### TASK GOAL
Among the lines of the listing below, count those with the string "tests". Give the number and no commentary.

### EXTRACTED ENTRIES
***

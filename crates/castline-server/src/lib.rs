//! castline broadcast session server.
//!
//! This crate wires the WebSocket transport, the inbound dispatcher, and the
//! realtime hub (presence + session registry + egress) into a cohesive server.
//! It is consumed by the `castline` binary and by integration tests.

use std::future::Future;

use tokio::net::TcpListener;

use castline_core::{CastlineError, Result};

pub mod app_state;
pub mod dispatch;
pub mod realtime;
pub mod router;
pub mod transport;

pub use app_state::AppState;
pub use dispatch::Dispatcher;
pub use realtime::{Hub, Presence, SessionId};

/// Run the server until `shutdown` resolves.
///
/// Binds `addr` (a bare `:port` listens on all interfaces), serves WebSocket
/// sessions, and on shutdown broadcasts the SHUTDOWN notice to every session
/// strictly before closing it.
pub async fn serve(addr: &str, shutdown: impl Future<Output = ()> + Send + 'static) -> Result<()> {
    let state = AppState::new();
    let hub = state.hub();
    let app = router::build_router(state);

    let listen = normalize_addr(addr);
    let listener = TcpListener::bind(&listen)
        .await
        .map_err(|e| CastlineError::Connect(format!("bind {listen} failed: {e}")))?;
    tracing::info!(%listen, "castline server serving");

    let graceful = async move {
        shutdown.await;
        tracing::info!("shutdown signal received, ending server session");
        hub.shutdown().await;
    };

    axum::serve(listener, app)
        .with_graceful_shutdown(graceful)
        .await
        .map_err(|e| CastlineError::Internal(format!("server failed: {e}")))?;

    tracing::info!("castline server stopped");
    Ok(())
}

/// `:3000` style addresses listen on all interfaces.
fn normalize_addr(addr: &str) -> String {
    match addr.strip_prefix(':') {
        Some(port) => format!("0.0.0.0:{port}"),
        None => addr.to_string(),
    }
}

#[cfg(test)]
mod tests {
    use super::normalize_addr;

    #[test]
    fn bare_port_listens_on_all_interfaces() {
        assert_eq!(normalize_addr(":3000"), "0.0.0.0:3000");
        assert_eq!(normalize_addr("127.0.0.1:3000"), "127.0.0.1:3000");
    }
}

***

### OUTPUT
2